** Opening TASK INPUTS block **

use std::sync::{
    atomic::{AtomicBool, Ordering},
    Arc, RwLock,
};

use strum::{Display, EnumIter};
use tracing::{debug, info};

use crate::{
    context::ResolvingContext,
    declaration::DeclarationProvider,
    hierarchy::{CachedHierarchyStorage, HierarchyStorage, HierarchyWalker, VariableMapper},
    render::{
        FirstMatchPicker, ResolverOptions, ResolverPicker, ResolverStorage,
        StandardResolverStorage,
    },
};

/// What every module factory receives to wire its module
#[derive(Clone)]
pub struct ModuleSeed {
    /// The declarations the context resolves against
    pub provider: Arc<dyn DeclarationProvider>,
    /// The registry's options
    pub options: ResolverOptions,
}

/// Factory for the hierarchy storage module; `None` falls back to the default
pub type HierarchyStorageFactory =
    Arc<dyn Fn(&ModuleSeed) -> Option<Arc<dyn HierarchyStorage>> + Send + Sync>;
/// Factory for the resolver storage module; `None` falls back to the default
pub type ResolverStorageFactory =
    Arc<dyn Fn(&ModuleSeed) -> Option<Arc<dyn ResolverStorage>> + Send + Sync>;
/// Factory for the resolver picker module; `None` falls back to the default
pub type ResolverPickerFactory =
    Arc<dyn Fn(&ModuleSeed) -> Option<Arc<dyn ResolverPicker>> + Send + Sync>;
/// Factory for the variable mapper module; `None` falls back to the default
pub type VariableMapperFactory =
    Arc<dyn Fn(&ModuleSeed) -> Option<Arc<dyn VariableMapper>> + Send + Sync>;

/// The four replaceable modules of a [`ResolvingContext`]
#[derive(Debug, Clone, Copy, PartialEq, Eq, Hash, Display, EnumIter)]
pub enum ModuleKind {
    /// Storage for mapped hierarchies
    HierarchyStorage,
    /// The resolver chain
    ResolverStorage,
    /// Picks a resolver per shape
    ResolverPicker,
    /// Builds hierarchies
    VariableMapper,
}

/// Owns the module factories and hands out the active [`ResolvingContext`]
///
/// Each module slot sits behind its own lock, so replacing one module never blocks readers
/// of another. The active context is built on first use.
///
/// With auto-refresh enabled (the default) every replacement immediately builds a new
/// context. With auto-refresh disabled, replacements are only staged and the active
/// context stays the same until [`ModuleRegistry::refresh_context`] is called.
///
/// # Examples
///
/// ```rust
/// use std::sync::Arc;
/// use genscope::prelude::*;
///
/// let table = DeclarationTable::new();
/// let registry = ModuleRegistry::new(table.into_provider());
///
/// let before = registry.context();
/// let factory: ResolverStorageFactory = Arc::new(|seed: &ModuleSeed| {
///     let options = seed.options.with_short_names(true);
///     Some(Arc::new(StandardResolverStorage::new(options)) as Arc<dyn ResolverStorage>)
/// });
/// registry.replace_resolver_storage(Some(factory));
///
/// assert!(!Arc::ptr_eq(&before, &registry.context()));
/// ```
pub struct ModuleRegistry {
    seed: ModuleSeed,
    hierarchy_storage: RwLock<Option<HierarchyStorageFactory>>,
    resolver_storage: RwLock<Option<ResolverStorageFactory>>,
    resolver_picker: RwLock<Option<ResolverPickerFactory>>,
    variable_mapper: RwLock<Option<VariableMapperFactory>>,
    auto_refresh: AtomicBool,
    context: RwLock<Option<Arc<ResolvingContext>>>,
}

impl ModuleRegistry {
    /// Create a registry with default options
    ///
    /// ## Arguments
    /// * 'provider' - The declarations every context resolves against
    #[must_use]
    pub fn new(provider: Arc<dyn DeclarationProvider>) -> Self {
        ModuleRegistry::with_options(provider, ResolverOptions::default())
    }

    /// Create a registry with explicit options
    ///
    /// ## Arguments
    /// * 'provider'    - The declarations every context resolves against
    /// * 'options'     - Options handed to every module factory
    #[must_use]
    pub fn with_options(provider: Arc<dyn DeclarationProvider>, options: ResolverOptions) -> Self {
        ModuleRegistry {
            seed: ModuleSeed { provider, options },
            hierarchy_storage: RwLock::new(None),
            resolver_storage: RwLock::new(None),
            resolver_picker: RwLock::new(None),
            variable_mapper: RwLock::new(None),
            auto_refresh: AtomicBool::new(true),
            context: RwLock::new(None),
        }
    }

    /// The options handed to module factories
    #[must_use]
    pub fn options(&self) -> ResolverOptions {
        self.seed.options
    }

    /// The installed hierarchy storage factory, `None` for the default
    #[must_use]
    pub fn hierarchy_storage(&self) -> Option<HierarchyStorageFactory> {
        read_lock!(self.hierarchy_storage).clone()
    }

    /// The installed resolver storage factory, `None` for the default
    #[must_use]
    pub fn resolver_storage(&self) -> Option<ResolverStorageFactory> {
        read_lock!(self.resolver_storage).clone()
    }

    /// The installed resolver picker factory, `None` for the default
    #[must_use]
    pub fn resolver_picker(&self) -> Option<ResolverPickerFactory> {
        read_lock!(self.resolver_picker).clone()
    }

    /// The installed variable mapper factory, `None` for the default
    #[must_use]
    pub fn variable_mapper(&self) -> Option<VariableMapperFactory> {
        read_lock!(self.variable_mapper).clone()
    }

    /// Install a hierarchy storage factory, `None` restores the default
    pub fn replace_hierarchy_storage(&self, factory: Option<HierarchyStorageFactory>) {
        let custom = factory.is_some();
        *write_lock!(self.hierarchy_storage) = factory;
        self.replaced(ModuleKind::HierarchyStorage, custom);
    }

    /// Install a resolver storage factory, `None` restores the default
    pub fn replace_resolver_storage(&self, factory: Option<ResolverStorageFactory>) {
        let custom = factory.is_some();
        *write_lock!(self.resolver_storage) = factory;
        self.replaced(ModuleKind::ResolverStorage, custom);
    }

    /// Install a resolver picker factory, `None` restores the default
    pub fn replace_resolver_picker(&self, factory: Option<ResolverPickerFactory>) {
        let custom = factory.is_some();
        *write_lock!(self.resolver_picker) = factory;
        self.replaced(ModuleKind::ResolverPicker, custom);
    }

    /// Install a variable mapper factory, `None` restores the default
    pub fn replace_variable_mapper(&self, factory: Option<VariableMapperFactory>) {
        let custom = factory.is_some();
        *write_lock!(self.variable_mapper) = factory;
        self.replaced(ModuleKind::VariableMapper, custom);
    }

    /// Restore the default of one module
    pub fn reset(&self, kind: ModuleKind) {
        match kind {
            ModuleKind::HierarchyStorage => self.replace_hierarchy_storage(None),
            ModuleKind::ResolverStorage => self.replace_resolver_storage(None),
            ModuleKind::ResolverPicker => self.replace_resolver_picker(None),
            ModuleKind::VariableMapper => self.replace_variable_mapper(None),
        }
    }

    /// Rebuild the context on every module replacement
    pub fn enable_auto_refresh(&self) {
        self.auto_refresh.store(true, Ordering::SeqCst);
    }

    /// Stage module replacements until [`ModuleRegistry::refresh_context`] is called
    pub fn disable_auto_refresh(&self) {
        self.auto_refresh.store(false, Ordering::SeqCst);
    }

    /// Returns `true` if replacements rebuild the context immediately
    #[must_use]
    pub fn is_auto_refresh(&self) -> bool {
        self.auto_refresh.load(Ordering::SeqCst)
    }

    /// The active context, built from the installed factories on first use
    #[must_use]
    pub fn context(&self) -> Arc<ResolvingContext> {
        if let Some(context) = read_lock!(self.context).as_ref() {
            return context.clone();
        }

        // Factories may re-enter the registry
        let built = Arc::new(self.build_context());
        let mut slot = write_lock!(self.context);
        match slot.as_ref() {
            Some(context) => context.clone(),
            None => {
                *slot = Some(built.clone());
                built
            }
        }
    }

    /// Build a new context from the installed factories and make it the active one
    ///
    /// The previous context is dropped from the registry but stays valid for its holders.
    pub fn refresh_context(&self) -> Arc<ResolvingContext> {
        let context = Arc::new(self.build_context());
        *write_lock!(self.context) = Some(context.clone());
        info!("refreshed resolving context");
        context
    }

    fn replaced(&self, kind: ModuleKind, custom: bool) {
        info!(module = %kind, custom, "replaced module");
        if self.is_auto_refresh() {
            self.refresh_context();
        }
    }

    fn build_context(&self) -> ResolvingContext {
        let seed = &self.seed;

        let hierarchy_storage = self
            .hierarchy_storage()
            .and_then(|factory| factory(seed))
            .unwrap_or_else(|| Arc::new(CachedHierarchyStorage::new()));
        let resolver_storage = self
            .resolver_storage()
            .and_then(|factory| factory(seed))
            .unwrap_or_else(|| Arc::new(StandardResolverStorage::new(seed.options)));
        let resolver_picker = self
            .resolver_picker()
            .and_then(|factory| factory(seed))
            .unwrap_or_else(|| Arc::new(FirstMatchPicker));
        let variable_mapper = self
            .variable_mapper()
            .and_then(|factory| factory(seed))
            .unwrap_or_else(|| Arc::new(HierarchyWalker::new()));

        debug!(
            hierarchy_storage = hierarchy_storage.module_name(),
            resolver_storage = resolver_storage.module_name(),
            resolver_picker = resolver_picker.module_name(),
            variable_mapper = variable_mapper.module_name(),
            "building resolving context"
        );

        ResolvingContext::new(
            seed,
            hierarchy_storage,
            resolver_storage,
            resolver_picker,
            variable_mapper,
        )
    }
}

** Closing TASK INPUTS block **
** Opening TASK INPUTS block **

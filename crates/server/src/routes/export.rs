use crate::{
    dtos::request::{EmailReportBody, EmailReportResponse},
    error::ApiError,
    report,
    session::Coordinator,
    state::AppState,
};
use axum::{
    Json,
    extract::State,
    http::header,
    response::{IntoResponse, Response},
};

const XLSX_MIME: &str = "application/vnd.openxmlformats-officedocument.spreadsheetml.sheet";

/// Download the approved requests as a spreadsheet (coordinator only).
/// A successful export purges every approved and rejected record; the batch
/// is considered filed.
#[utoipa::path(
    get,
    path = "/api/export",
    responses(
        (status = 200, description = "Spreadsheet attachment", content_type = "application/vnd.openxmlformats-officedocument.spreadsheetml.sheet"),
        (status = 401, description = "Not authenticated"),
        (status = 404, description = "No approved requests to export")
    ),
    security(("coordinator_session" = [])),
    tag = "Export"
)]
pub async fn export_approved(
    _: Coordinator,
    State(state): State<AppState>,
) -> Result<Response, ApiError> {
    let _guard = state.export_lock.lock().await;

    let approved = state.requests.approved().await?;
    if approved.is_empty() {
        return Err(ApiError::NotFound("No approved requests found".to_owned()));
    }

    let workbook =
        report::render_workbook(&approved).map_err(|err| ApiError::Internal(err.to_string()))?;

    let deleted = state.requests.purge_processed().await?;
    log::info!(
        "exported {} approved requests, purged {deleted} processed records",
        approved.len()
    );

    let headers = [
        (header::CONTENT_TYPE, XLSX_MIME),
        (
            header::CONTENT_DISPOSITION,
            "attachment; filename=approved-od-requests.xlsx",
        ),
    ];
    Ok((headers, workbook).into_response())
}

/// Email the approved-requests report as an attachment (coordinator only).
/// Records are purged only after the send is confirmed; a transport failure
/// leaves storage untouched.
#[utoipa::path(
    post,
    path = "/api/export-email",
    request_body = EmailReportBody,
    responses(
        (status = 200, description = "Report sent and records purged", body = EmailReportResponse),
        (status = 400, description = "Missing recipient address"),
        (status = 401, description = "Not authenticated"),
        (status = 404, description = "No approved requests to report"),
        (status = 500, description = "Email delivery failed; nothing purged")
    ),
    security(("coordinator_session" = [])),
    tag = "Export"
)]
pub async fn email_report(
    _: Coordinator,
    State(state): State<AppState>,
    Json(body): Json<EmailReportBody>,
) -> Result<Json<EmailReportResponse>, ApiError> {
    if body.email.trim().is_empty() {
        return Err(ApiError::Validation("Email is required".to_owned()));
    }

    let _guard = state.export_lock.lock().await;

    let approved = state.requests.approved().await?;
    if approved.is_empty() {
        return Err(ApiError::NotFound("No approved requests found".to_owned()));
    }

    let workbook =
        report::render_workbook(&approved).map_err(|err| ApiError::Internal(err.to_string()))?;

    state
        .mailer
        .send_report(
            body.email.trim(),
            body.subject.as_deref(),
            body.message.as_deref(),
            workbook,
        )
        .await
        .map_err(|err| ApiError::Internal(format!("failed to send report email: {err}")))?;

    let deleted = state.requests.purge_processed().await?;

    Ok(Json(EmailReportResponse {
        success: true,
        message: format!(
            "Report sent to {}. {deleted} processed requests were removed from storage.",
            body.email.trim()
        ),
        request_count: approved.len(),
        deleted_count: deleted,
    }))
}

** Closing TASK INPUTS block **
** Opening TASK INPUTS block **

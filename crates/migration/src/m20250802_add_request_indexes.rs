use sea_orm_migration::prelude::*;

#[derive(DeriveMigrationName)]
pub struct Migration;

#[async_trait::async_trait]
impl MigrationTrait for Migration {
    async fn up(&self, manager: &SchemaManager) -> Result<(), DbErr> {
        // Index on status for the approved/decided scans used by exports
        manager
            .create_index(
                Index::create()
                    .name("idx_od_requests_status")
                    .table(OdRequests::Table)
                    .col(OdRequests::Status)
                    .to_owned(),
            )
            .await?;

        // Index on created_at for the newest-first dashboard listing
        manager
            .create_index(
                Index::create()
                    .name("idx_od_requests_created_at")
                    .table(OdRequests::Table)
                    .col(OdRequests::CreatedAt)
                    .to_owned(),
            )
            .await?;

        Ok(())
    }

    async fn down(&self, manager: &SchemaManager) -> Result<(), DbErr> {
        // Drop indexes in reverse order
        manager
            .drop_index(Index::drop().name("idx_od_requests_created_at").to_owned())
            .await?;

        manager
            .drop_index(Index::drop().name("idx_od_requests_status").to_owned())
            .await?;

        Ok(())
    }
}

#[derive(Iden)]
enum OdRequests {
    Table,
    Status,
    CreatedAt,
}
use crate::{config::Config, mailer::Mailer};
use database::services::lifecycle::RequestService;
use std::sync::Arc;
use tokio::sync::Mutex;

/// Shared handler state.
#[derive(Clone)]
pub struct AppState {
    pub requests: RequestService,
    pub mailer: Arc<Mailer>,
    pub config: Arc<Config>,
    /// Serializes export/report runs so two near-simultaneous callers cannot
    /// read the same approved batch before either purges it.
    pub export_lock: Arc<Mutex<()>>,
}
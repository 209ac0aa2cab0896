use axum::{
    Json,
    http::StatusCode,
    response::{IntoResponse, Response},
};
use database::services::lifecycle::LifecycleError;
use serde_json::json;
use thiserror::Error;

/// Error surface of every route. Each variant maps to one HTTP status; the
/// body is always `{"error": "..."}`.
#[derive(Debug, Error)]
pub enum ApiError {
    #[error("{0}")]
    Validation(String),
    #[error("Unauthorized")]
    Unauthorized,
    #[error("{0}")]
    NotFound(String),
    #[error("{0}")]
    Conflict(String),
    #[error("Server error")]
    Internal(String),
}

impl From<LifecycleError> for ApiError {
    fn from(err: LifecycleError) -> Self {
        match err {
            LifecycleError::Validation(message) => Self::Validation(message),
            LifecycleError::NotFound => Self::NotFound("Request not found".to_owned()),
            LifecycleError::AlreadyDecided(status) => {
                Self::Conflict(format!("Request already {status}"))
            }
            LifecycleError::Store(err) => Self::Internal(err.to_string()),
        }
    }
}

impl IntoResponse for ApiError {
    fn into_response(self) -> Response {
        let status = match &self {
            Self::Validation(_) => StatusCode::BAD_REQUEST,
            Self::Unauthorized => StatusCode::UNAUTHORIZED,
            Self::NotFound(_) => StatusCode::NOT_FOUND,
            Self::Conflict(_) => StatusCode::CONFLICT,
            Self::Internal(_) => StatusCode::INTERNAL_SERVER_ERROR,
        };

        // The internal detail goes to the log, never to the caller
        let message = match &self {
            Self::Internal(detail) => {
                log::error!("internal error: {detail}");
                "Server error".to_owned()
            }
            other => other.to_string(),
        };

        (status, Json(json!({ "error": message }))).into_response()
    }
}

** Closing TASK INPUTS block **

Go through the records above and copy every line with the word "description".

        (status = 200, description = "Spreadsheet attachment", content_type = "application/vnd.openxmlformats-officedocument.spreadsheetml.sheet"),
        (status = 401, description = "Not authenticated"),
        (status = 404, description = "No approved requests to export")
        (status = 200, description = "Report sent and records purged", body = EmailReportResponse),
        (status = 400, description = "Missing recipient address"),
        (status = 401, description = "Not authenticated"),
        (status = 404, description = "No approved requests to report"),
        (status = 500, description = "Email delivery failed; nothing purged")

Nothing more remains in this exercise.